Dito isto, é fundamental que sejamos completamente contra fazer de São José de Anchieta patrono da Educação no Brasil. Sabemos, aliás, que se trata de mais uma provocação da extrema direita para, simplesmente, manter o engajamento de sua claque. Ou seja, não é um debate sério, honrado, que tenha a educação como foco. Se a preocupação do deputado proponente fosse a educação, ele deveria estar mais atento ao fato de que não temos, até hoje, uma liderança adequada no Ministério da Educação. Aliás, os dois ministros da educação deste governo só envergonharam o Brasil (não considero que o último tenha sido ministro por sua nomeação relâmpago). Temos confusões sobre o calendário do ENEM, ofensas desnecessárias a grupos étnicos, professores universitários sendo demitidos todos os dias, escolas particulares fechando, professores de escolas públicas com sobrecarga de trabalho, crianças sem comer e sem estudar por não terem internet em suas casas, professores eventuais sem emprego há meses, problemas com merendas, cortes e mais cortes em bolsas de pesquisas e o Fundeb (Fundo de Manutenção e Desenvolvimento da Educação Básica e de Valorização dos Profissionais da Educação) que expira em 2020. O Fundeb ainda não foi votado na Câmara dos Deputados como política permanente, o que coloca toda a estrutura da educação pública brasileira em perigo.
Não é razoável que, em pleno século XXI, quando debatemos a diversidade de etnias e culturas do Brasil, nós pratiquemos um retrocesso nomeando, com todo o respeito aos cristãos sensatos, uma personalidade que chegou nestas terras não para educar, mas para doutrinar e corromper a cultura dos povos tradicionais do território que ficou conhecido como Brasil. Neste ponto, Paulo Freire, o grande patrono da educação no Brasil, sai na frente porque propunha uma educação emancipadora, que buscava a autonomia intelectual das pessoas. Não se quer aqui fazer comparações entre duas personalidades históricas de épocas completamente distintas. Mas, em algum momento, precisamos lidar com nossas feridas expostas, como muito bem defendeu o uruguaio Eduardo Galeano em sua obra “Veias Abertas da América Latina”.

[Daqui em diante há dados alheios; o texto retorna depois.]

//! Google OAuth 2.0 authorization-code flow.

use async_trait::async_trait;
use rand::RngCore;
use serde::Deserialize;
use thiserror::Error;

use crate::config::OAuthConfig;
use crate::session::UserProfile;

const AUTHORIZE_URL: &str = "https://accounts.google.com/o/oauth2/v2/auth";
const TOKEN_URL: &str = "https://oauth2.googleapis.com/token";
const USERINFO_URL: &str = "https://www.googleapis.com/oauth2/v3/userinfo";
const SCOPES: &str = "openid email profile";

#[derive(Debug, Error)]
pub enum OAuthError {
    #[error("identity provider request failed: {0}")]
    Request(String),

    #[error("identity provider returned {status}: {body}")]
    Status { status: u16, body: String },

    #[error("unexpected identity provider response: {0}")]
    Decode(String),

    #[error("invalid OAuth endpoint: {0}")]
    InvalidUrl(String),
}

impl From<reqwest::Error> for OAuthError {
    fn from(e: reqwest::Error) -> Self {
        if e.is_decode() {
            Self::Decode(e.to_string())
        } else {
            Self::Request(e.to_string())
        }
    }
}

/// The login side of an identity provider.
#[async_trait]
pub trait IdentityProvider: Send + Sync {
    /// URL the browser is sent to, carrying the CSRF `state`.
    fn authorize_url(&self, state: &str) -> Result<String, OAuthError>;

    /// Trade an authorization code for the user's profile claims.
    async fn exchange(&self, code: &str) -> Result<UserProfile, OAuthError>;
}

/// Random 32-byte state token, hex encoded.
pub fn new_state_token() -> String {
    let mut bytes = [0u8; 32];
    rand::thread_rng().fill_bytes(&mut bytes);
    hex::encode(bytes)
}

pub struct GoogleOAuth {
    client: reqwest::Client,
    client_id: String,
    client_secret: String,
    redirect_uri: String,
    authorize_url: String,
    token_url: String,
    userinfo_url: String,
}

#[derive(Deserialize)]
struct TokenResponse {
    access_token: String,
}

#[derive(Deserialize)]
struct UserInfo {
    sub: String,
    email: Option<String>,
    name: Option<String>,
    picture: Option<String>,
}

impl GoogleOAuth {
    pub fn new(config: &OAuthConfig) -> Result<Self, OAuthError> {
        let client = reqwest::Client::builder()
            .timeout(std::time::Duration::from_secs(30))
            .build()?;
        Ok(Self {
            client,
            client_id: config.client_id.clone(),
            client_secret: config.client_secret.clone(),
            redirect_uri: config.redirect_uri.clone(),
            authorize_url: AUTHORIZE_URL.to_string(),
            token_url: TOKEN_URL.to_string(),
            userinfo_url: USERINFO_URL.to_string(),
        })
    }

    /// Point the code exchange at other token/userinfo endpoints.
    pub fn with_endpoints(mut self, token_url: impl Into<String>, userinfo_url: impl Into<String>) -> Self {
        self.token_url = token_url.into();
        self.userinfo_url = userinfo_url.into();
        self
    }

    async fn check(response: reqwest::Response) -> Result<reqwest::Response, OAuthError> {
        let status = response.status();
        if status.is_success() {
            return Ok(response);
        }
        let body = response.text().await.unwrap_or_default();
        Err(OAuthError::Status {
            status: status.as_u16(),
            body,
        })
    }
}

#[async_trait]
impl IdentityProvider for GoogleOAuth {
    fn authorize_url(&self, state: &str) -> Result<String, OAuthError> {
        let url = url::Url::parse_with_params(
            &self.authorize_url,
            &[
                ("client_id", self.client_id.as_str()),
                ("redirect_uri", self.redirect_uri.as_str()),
                ("response_type", "code"),
                ("scope", SCOPES),
                ("state", state),
                ("access_type", "online"),
                ("prompt", "select_account"),
            ],
        )
        .map_err(|e| OAuthError::InvalidUrl(e.to_string()))?;
        Ok(url.into())
    }

    async fn exchange(&self, code: &str) -> Result<UserProfile, OAuthError> {
        let response = self
            .client
            .post(&self.token_url)
            .form(&[
                ("code", code),
                ("client_id", self.client_id.as_str()),
                ("client_secret", self.client_secret.as_str()),
                ("redirect_uri", self.redirect_uri.as_str()),
                ("grant_type", "authorization_code"),
            ])
            .send()
            .await?;
        let token: TokenResponse = Self::check(response).await?.json().await?;

        let response = self
            .client
            .get(&self.userinfo_url)
            .bearer_auth(&token.access_token)
            .send()
            .await?;
        let info: UserInfo = Self::check(response).await?.json().await?;

        Ok(UserProfile {
            sub: info.sub,
            email: info.email,
            name: info.name,
            picture: info.picture,
        })
    }
}

#[cfg(test)]
mod tests {
    use super::*;
    use axum::extract::Form;
    use axum::http::HeaderMap;
    use axum::routing::{get, post};
    use axum::{Json, Router};
    use serde_json::{json, Value};
    use std::collections::HashMap;

    fn config() -> OAuthConfig {
        OAuthConfig {
            client_id: "client-123".to_string(),
            client_secret: "shh".to_string(),
            redirect_uri: "http://localhost:8000/auth/google/callback".to_string(),
            frontend_url: None,
        }
    }

    #[test]
    fn state_tokens_are_64_hex_chars() {
        let a = new_state_token();
        assert_eq!(a.len(), 64);
        assert!(a.chars().all(|c| c.is_ascii_hexdigit()));
        assert_ne!(a, new_state_token());
    }

    #[test]
    fn authorize_url_carries_state_and_scopes() {
        let google = GoogleOAuth::new(&config()).unwrap();
        let url = url::Url::parse(&google.authorize_url("abc123").unwrap()).unwrap();
        let params: HashMap<_, _> = url.query_pairs().into_owned().collect();

        assert_eq!(url.host_str(), Some("accounts.google.com"));
        assert_eq!(params["state"], "abc123");
        assert_eq!(params["scope"], "openid email profile");
        assert_eq!(params["response_type"], "code");
        assert_eq!(params["client_id"], "client-123");
    }

    async fn token(Form(form): Form<HashMap<String, String>>) -> Result<Json<Value>, axum::http::StatusCode> {
        if form.get("code").map(String::as_str) == Some("good-code")
            && form.get("grant_type").map(String::as_str) == Some("authorization_code")
        {
            Ok(Json(json!({"access_token": "tok", "token_type": "Bearer"})))
        } else {
            Err(axum::http::StatusCode::BAD_REQUEST)
        }
    }

    async fn userinfo(headers: HeaderMap) -> Result<Json<Value>, axum::http::StatusCode> {
        match headers.get("authorization").and_then(|v| v.to_str().ok()) {
            Some("Bearer tok") => Ok(Json(json!({
                "sub": "42",
                "email": "visitor@example.com",
                "name": "Visitor",
                "picture": "https://example.com/p.png"
            }))),
            _ => Err(axum::http::StatusCode::UNAUTHORIZED),
        }
    }

    async fn provider() -> GoogleOAuth {
        let app = Router::new()
            .route("/token", post(token))
            .route("/userinfo", get(userinfo));
        let listener = tokio::net::TcpListener::bind("127.0.0.1:0").await.unwrap();
        let addr = listener.local_addr().unwrap();
        tokio::spawn(async move {
            axum::serve(listener, app).await.unwrap();
        });

        GoogleOAuth::new(&config()).unwrap().with_endpoints(
            format!("http://{}/token", addr),
            format!("http://{}/userinfo", addr),
        )
    }

    #[tokio::test]
    async fn exchanges_code_for_profile() {
        let google = provider().await;
        let profile = google.exchange("good-code").await.unwrap();
        assert_eq!(profile.sub, "42");
        assert_eq!(profile.email.as_deref(), Some("visitor@example.com"));
    }

    #[tokio::test]
    async fn rejected_code_is_a_status_error() {
        let google = provider().await;
        let err = google.exchange("bad-code").await.unwrap_err();
        assert!(matches!(err, OAuthError::Status { status: 400, .. }));
    }
}
//! Authenticated browser sessions.
//!
//! A session is created after a successful OAuth callback and lives for a
//! fixed TTL. Expiry is enforced lazily: the first access past `expires_at`
//! deletes the record and rejects the request. A periodic sweep removes
//! sessions nobody comes back for.

mod memory;

use std::sync::Arc;

use async_trait::async_trait;
use base64::engine::general_purpose::URL_SAFE_NO_PAD;
use base64::Engine;
use chrono::{DateTime, Duration, Utc};
use rand::RngCore;
use serde::{Deserialize, Serialize};
use thiserror::Error;
use tokio::task::JoinHandle;
use tokio::time::MissedTickBehavior;

use crate::oauth::OAuthError;

pub use memory::InMemorySessionStore;

/// Identity-provider claims copied into the session.
#[derive(Debug, Clone, PartialEq, Eq, Serialize, Deserialize)]
pub struct UserProfile {
    /// Subject id at the identity provider
    pub sub: String,
    pub email: Option<String>,
    pub name: Option<String>,
    pub picture: Option<String>,
}

#[derive(Debug, Clone, PartialEq, Eq, Serialize, Deserialize)]
pub struct Session {
    pub id: String,
    pub profile: UserProfile,
    pub created_at: DateTime<Utc>,
    pub expires_at: DateTime<Utc>,
}

impl Session {
    pub fn is_expired_at(&self, now: DateTime<Utc>) -> bool {
        now > self.expires_at
    }
}

/// Authentication failures surfaced to the caller.
#[derive(Debug, Error)]
pub enum AuthError {
    #[error("Not authenticated")]
    MissingSession,

    #[error("Invalid session")]
    InvalidSession,

    #[error("Session expired")]
    SessionExpired,

    #[error("Invalid OAuth state")]
    StateMismatch,

    #[error("Missing authorization code")]
    MissingCode,

    #[error("Authentication failed: {0}")]
    Provider(#[from] OAuthError),

    #[error("Session store error: {0}")]
    Store(String),
}

/// Backing storage for sessions.
#[async_trait]
pub trait SessionStore: Send + Sync {
    async fn get(&self, id: &str) -> Result<Option<Session>, String>;

    async fn put(&self, session: Session) -> Result<(), String>;

    /// Returns whether a session was removed.
    async fn delete(&self, id: &str) -> Result<bool, String>;

    /// Remove every session expired at `now`; returns how many were removed.
    async fn sweep_expired(&self, now: DateTime<Utc>) -> Result<usize, String>;
}

#[derive(Clone)]
pub struct SessionManager {
    store: Arc<dyn SessionStore>,
    ttl: Duration,
}

impl SessionManager {
    pub fn new(store: Arc<dyn SessionStore>, ttl: Duration) -> Self {
        Self { store, ttl }
    }

    pub fn ttl(&self) -> Duration {
        self.ttl
    }

    pub async fn create(&self, profile: UserProfile) -> Result<Session, AuthError> {
        self.create_at(profile, Utc::now()).await
    }

    pub async fn create_at(
        &self,
        profile: UserProfile,
        now: DateTime<Utc>,
    ) -> Result<Session, AuthError> {
        let session = Session {
            id: new_session_id(),
            profile,
            created_at: now,
            expires_at: now + self.ttl,
        };
        self.store
            .put(session.clone())
            .await
            .map_err(AuthError::Store)?;
        tracing::info!("Created session for {}", session.profile.sub);
        Ok(session)
    }

    pub async fn validate(&self, id: &str) -> Result<Session, AuthError> {
        self.validate_at(id, Utc::now()).await
    }

    /// Look up a live session. An expired one is deleted, then rejected.
    pub async fn validate_at(&self, id: &str, now: DateTime<Utc>) -> Result<Session, AuthError> {
        let session = self
            .store
            .get(id)
            .await
            .map_err(AuthError::Store)?
            .ok_or(AuthError::InvalidSession)?;

        if session.is_expired_at(now) {
            self.store.delete(id).await.map_err(AuthError::Store)?;
            tracing::info!("Session for {} expired; deleted", session.profile.sub);
            return Err(AuthError::SessionExpired);
        }
        Ok(session)
    }

    pub async fn logout(&self, id: &str) -> Result<bool, AuthError> {
        self.store.delete(id).await.map_err(AuthError::Store)
    }

    pub async fn sweep_expired(&self) -> Result<usize, AuthError> {
        self.store
            .sweep_expired(Utc::now())
            .await
            .map_err(AuthError::Store)
    }
}

/// Evict expired sessions on a fixed period, in addition to lazy expiry.
pub fn spawn_sweeper(sessions: SessionManager, every: std::time::Duration) -> JoinHandle<()> {
    tokio::spawn(async move {
        let mut ticker = tokio::time::interval(every);
        ticker.set_missed_tick_behavior(MissedTickBehavior::Delay);
        loop {
            ticker.tick().await;
            match sessions.sweep_expired().await {
                Ok(0) => {}
                Ok(removed) => tracing::info!("Swept {} expired sessions", removed),
                Err(e) => tracing::warn!("Session sweep failed: {}", e),
            }
        }
    })
}

/// 32 random bytes, URL-safe base64 without padding.
fn new_session_id() -> String {
    let mut bytes = [0u8; 32];
    rand::thread_rng().fill_bytes(&mut bytes);
    URL_SAFE_NO_PAD.encode(bytes)
}

#[cfg(test)]
pub(crate) fn test_profile() -> UserProfile {
    UserProfile {
        sub: "1234567890".to_string(),
        email: Some("visitor@example.com".to_string()),
        name: Some("Rextro Visitor".to_string()),
        picture: None,
    }
}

De acordo com Marcia Pimentel, no artigo “Anchieta e os primórdios da educação no Brasil”, o padre José de Anchieta é chamado de “Apóstolo do Brasil”, sendo essa uma comparação com o trabalho de evangelização dos 12 apóstolos de Jesus Cristo. Para os jesuítas trazidos pelos colonizadores, “o cristianismo era considerado a religião que traduzia os princípios humanos universais, o foco do trabalho pedagógico de seus missionários estava fundamentado na formação de fiéis a Cristo e, por conseguinte, ao Papa e à Coroa”.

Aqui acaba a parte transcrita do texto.